What you return should be each line of the data containing the string "section".

(DATA FOR THIS EXERCISE Opens)

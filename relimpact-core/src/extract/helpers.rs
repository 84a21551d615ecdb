//! Helper functions for tree-sitter AST navigation.

use std::path::Path;

use tree_sitter::{Language, Node, Parser, Tree};

use crate::error::{RelimpactError, Result};

/// Get the text content of a node.
pub fn get_node_text<'a>(node: &Node, source: &'a str) -> &'a str {
    let start = node.start_byte();
    let end = node.end_byte();
    if start < source.len() && end <= source.len() && start < end {
        &source[start..end]
    } else {
        ""
    }
}

/// Node text with all whitespace runs collapsed to a single space.
pub fn normalized_text(node: &Node, source: &str) -> String {
    get_node_text(node, source)
        .split_whitespace()
        .collect::<Vec<_>>()
        .join(" ")
}

/// Find the first child of a specific type.
#[allow(clippy::manual_find)]
pub fn find_child_by_type<'a>(node: &Node<'a>, type_name: &str) -> Option<Node<'a>> {
    let mut cursor = node.walk();
    for child in node.children(&mut cursor) {
        if child.kind() == type_name {
            return Some(child);
        }
    }
    None
}

/// Texts of the children under `field` that have the given kind.
///
/// Fields spanning a comma-separated list also tag the separators, so the
/// kind filter is required.
pub fn field_texts(node: &Node, field: &str, kind: &str, source: &str) -> Vec<String> {
    let mut cursor = node.walk();
    node.children_by_field_name(field, &mut cursor)
        .filter(|child| child.kind() == kind)
        .map(|child| get_node_text(&child, source).to_string())
        .collect()
}

/// Parse `source` with `language`, failing only if the parser cannot run.
pub fn parse_tree(language: &Language, source: &str, path: &Path) -> Result<Tree> {
    let mut parser = Parser::new();
    parser
        .set_language(language)
        .map_err(|e| RelimpactError::extraction(path, format!("failed to set language: {}", e)))?;
    parser
        .parse(source, None)
        .ok_or_else(|| RelimpactError::extraction(path, "parser returned no tree"))
}

/// Go-style export rule: the name starts with an upper-case letter.
pub fn is_exported(name: &str) -> bool {
    name.chars().next().is_some_and(char::is_uppercase)
}
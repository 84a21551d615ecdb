//! Error types for relimpact-core.

use thiserror::Error;

/// Result type alias for relimpact-core operations.
pub type Result<T> = std::result::Result<T, RelimpactError>;

/// Errors that abort a release impact run.
///
/// Cache failures never show up here: the snapshot cache swallows its own
/// errors and reports a miss instead.
#[derive(Error, Debug)]
pub enum RelimpactError {
    /// A working copy for a ref could not be created.
    #[error("failed to provision working copy for `{git_ref}`: {message}")]
    Provision {
        /// The ref that was being checked out.
        git_ref: String,
        /// Description of the failure.
        message: String,
    },

    /// Symbol extraction could not run at all.
    #[error("symbol extraction failed in {path}: {message}")]
    Extraction {
        /// Working copy the extractor ran in.
        path: String,
        /// Description of the failure.
        message: String,
    },

    /// The changed-file list between the two refs could not be retrieved.
    #[error("failed to list changes between `{old_ref}` and `{new_ref}`: {message}")]
    ChangeList {
        old_ref: String,
        new_ref: String,
        message: String,
    },

    /// One of the three diff branches failed.
    #[error("{section} diff failed: {message}")]
    Diff {
        section: &'static str,
        message: String,
    },

    /// IO error while reading working copies.
    #[error("IO error: {0}")]
    Io(#[from] std::io::Error),

    /// JSON serialization or parsing error.
    #[error("JSON error: {0}")]
    Json(#[from] serde_json::Error),

    /// TOML manifest parsing error.
    #[error("TOML error: {0}")]
    Toml(#[from] toml::de::Error),
}

impl RelimpactError {
    pub fn provision(git_ref: &str, message: impl Into<String>) -> Self {
        Self::Provision {
            git_ref: git_ref.to_string(),
            message: message.into(),
        }
    }

    pub fn extraction(path: &std::path::Path, message: impl Into<String>) -> Self {
        Self::Extraction {
            path: path.display().to_string(),
            message: message.into(),
        }
    }

    pub fn diff(section: &'static str, message: impl Into<String>) -> Self {
        Self::Diff {
            section,
            message: message.into(),
        }
    }

    pub fn change_list(old_ref: &str, new_ref: &str, message: impl Into<String>) -> Self {
        Self::ChangeList {
            old_ref: old_ref.to_string(),
            new_ref: new_ref.to_string(),
            message: message.into(),
        }
    }
}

(DATA FOR THIS EXERCISE Closes)

**TASK RESULT**
    #[error("{section} diff failed: {message}")]
        section: &'static str,
    pub fn diff(section: &'static str, message: impl Into<String>) -> Self {
            section,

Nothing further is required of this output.